Par un jugement n° 1705963 du 20 décembre 2018, le tribunal administratif de Montpellier a rejeté sa requête.
Procédure devant la cour :
Par une requête enregistrée le 22 janvier 2019, M. D, représenté par la SCP Dessalces, demande à la cour :
1°) d’annuler le jugement du tribunal administratif de Montpellier du
20 décembre 2018 ;
2°) d’annuler la décision de la commission nationale d’agrément et de contrôle du Conseil national des activités privées de sécurité du 29 mars 2018, se substituant à la décision implicite née du silence gardé par cette dernière sur son recours administratif préalable dirigé contre la délibération du 6 juin 2017 par laquelle la commission locale d’agrément et de contrôle Sud-Ouest a refusé de renouveler sa carte professionnelle lui permettant d’exercer le métier d’agent de sécurité ;
3°) d’enjoindre à la commission nationale d’agrément et de contrôle du Conseil national des activités privées de sécurité de réexaminer sa situation ;
4°) de mettre à la charge du CNAPS le versement d’une somme de 1 500 euros à son conseil au titre des articles 37 et 75 de la loi du 10 juillet 1991, sous réserve que celui-ci renonce à percevoir la somme correspondant à la part contributive de l’Etat au titre de l’aide juridictionnelle ou, en l’absence de l’octroi de cette aide, à lui-même au titre de l’article L. 761-1 du code de justice administrative.
Il soutient que :
— le jugement du tribunal administratif de Montpellier est irrégulier dès lors que le rapporteur public n’a pas explicité le sens de ses conclusions, ne permettant pas aux parties de comprendre les raisons pour lesquelles il proposait le rejet des moyens de la requête ;
— la décision de la commission nationale d’agrément et de contrôle du Conseil national des activités privées de sécurité est entachée d’une erreur de fait ;
— cette décision est entachée d’une erreur d’appréciation.
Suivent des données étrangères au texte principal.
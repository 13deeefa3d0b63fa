//! Server-rendered HTML pages.
//!
//! Every value that came from a user or a backend passes through [`escape`].

use std::fmt::Write;

use axum::http::StatusCode;
use chrono::{DateTime, Utc};
use uuid::Uuid;

use crate::types::{IndexView, Section, UploadedFile};

const STYLE: &str = "body{font-family:system-ui,sans-serif;margin:2rem auto;max-width:60rem;color:#222}\
section{border:1px solid #ddd;border-radius:6px;padding:1rem;margin-bottom:1rem}\
.notice{background:#e7f6e7;border:1px solid #9c9;padding:.5rem 1rem;border-radius:4px}\
.unavailable{color:#a40000}img{max-width:12rem;display:block;margin:.25rem 0}";

/// Escapes text for use in HTML element content and quoted attributes.
pub fn escape(input: &str) -> String {
    let mut out = String::with_capacity(input.len());
    for c in input.chars() {
        match c {
            '&' => out.push_str("&amp;"),
            '<' => out.push_str("&lt;"),
            '>' => out.push_str("&gt;"),
            '"' => out.push_str("&quot;"),
            '\'' => out.push_str("&#39;"),
            _ => out.push(c),
        }
    }
    out
}

fn layout(title: &str, body: &str) -> String {
    format!(
        "<!DOCTYPE html>\n<html lang=\"en\">\n<head>\n<meta charset=\"utf-8\">\n\
<meta name=\"viewport\" content=\"width=device-width, initial-scale=1\">\n\
<title>{title} - ABC Retail</title>\n<style>{STYLE}</style>\n</head>\n<body>\n\
<nav><a href=\"/Home/Index\">Home</a> | <a href=\"/Home/Database\">Customers (SQL)</a></nav>\n\
{body}</body>\n</html>\n",
        title = escape(title),
    )
}

// Renders the "unavailable" notice or hands the items to `render_items`.
fn section_body<T>(section: &Section<T>, empty: &str, render_items: impl FnOnce(&[T]) -> String) -> String {
    match section {
        Section::Unavailable { reason } => {
            format!("<p class=\"unavailable\">Backend unavailable: {}</p>\n", escape(reason))
        }
        Section::Loaded { items } if items.is_empty() => format!("<p><em>{}</em></p>\n", empty),
        Section::Loaded { items } => render_items(items),
    }
}

fn upload_list(files: &[UploadedFile]) -> String {
    let mut out = String::from("<ul>\n");
    for f in files {
        let url = escape(&f.url);
        let name = escape(&f.file_name);
        if f.is_image {
            let _ = writeln!(out, "<li><a href=\"{url}\">{name}</a><img src=\"{url}\" alt=\"{name}\"></li>");
        } else {
            let _ = writeln!(out, "<li><a href=\"{url}\" download>{name}</a></li>");
        }
    }
    out.push_str("</ul>\n");
    out
}

pub fn render_index(view: &IndexView) -> String {
    let mut body = String::from("<h1>ABC Retail</h1>\n");
    if let Some(notice) = view.notice {
        let _ = writeln!(body, "<p class=\"notice\">{}</p>", escape(notice.message()));
    }

    body.push_str(
        "<section id=\"customers\">\n<h2>Customers &amp; products</h2>\n\
<form method=\"post\" action=\"/Home/AddTable\">\n\
<input name=\"name\" placeholder=\"Customer name\" required>\n\
<input name=\"product\" placeholder=\"Product\" required>\n\
<button type=\"submit\">Add</button>\n</form>\n",
    );
    body.push_str(&section_body(&view.customers, "No customers yet.", |rows| {
        let mut out = String::from("<table>\n<tr><th>Name</th><th>Product</th></tr>\n");
        for row in rows {
            let _ = writeln!(out, "<tr><td>{}</td><td>{}</td></tr>", escape(&row.name), escape(&row.product));
        }
        out.push_str("</table>\n");
        out
    }));
    body.push_str("</section>\n");

    body.push_str(
        "<section id=\"queue\">\n<h2>Orders queue</h2>\n\
<form method=\"post\" action=\"/Home/AddQueue\">\n\
<input name=\"message\" placeholder=\"Order details\" required>\n\
<button type=\"submit\">Enqueue</button>\n</form>\n",
    );
    body.push_str(&section_body(&view.messages, "No new messages.", |messages| {
        let mut out = String::from("<ul>\n");
        for m in messages {
            let _ = writeln!(out, "<li>{}</li>", escape(m));
        }
        out.push_str("</ul>\n");
        out
    }));
    body.push_str("</section>\n");

    body.push_str(
        "<section id=\"images\">\n<h2>Product images</h2>\n\
<form method=\"post\" action=\"/Home/UploadBlob\" enctype=\"multipart/form-data\">\n\
<input type=\"file\" name=\"file\" accept=\"image/*\">\n\
<button type=\"submit\">Upload image</button>\n</form>\n",
    );
    body.push_str(&section_body(&view.images, "No images uploaded.", upload_list));
    body.push_str("</section>\n");

    body.push_str(
        "<section id=\"files\">\n<h2>Files</h2>\n\
<form method=\"post\" action=\"/Home/UploadFile\" enctype=\"multipart/form-data\">\n\
<input type=\"file\" name=\"file\">\n\
<button type=\"submit\">Upload file</button>\n</form>\n",
    );
    body.push_str(&section_body(&view.files, "No files uploaded.", upload_list));
    body.push_str("</section>\n");

    layout("Home", &body)
}

pub fn render_database(customers: &[String]) -> String {
    let mut body = String::from("<h1>Customers</h1>\n");
    if customers.is_empty() {
        body.push_str("<p><em>No customers in the database.</em></p>\n");
    } else {
        body.push_str("<ul id=\"customers\">\n");
        for name in customers {
            let _ = writeln!(body, "<li>{}</li>", escape(name));
        }
        body.push_str("</ul>\n");
    }
    layout("Customers", &body)
}

pub fn render_error(
    status: StatusCode,
    code: &str,
    message: &str,
    error_id: Option<Uuid>,
    at: DateTime<Utc>,
) -> String {
    let mut body = format!(
        "<h1>{} {}</h1>\n<p class=\"error\" data-code=\"{}\">{}</p>\n",
        status.as_u16(),
        escape(status.canonical_reason().unwrap_or("Error")),
        escape(code),
        escape(message),
    );
    if let Some(id) = error_id {
        let _ = writeln!(body, "<p>Error ID: <code>{}</code></p>", id);
    }
    let _ = writeln!(body, "<p><small>{}</small></p>", at.to_rfc3339());
    layout("Error", &body)
}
Par un mémoire en défense enregistré le 26 mai 2020, le Conseil national des activités privées de sécurité, représenté par Me A, conclut au rejet de la requête et à ce que soit mis à la charge de M. D la somme de 500 euros en application de l’article L. 761-1 du code de justice administrative.
Il soutient qu’aucun des moyens n’est fondé.
Par une ordonnance du 5 mai 2020, la clôture de l’instruction a été fixée au
12 juin 2020.
M. D a été admis au bénéfice de l’aide juridictionnelle totale par une décision du 29 mars 2019.
Vu les autres pièces du dossier.
Vu :
— le code de procédure pénale ;
— le code de la sécurité intérieure ;
— l’ordonnance n° 2020-305 du 25 mars 2020 modifiée ;
— le code de justice administrative.
Les parties ont été régulièrement averties du jour de l’audience.
Ont été entendus au cours de l’audience publique :
— le rapport de Mme C,
— les conclusions de M. Angéniol, rapporteur public,
— et les observations de Me F, substituant Me A, représentant le Conseil national des activités privées de sécurité.
Considérant ce qui suit :
1. M. D a obtenu le 27 mars 2012 la délivrance d’une carte professionnelle en vue de l’exercice d’une activité privée de sécurité, valable jusqu’au 26 mars 2017. Il a demandé le 16 février 2017 à la commission locale d’agrément et de contrôle sud-ouest du Conseil national des activités privées de sécurité (CNAPS) de procéder au renouvellement de sa carte professionnelle. Un refus lui a été opposé par une décision du 6 juin 2017. Il a alors saisi, le
21 août 2017, la commission nationale d’agrément et de contrôle du CNAPS d’un recours administratif préalable obligatoire à l’encontre de cette décision. Une décision explicite de rejet de sa demande a été prise le 29 mars 2018, se substituant à la décision implicite de rejet née le
24 octobre 2017 du silence gardé par la commission nationale dont M. D avait demandé l’annulation. M. D, qui doit être regardé comme ayant demandé au tribunal administratif de Montpellier l’annulation de la décision du 29 mars 2018, relève appel du jugement du
20 décembre 2018 par lequel le tribunal a rejeté sa demande.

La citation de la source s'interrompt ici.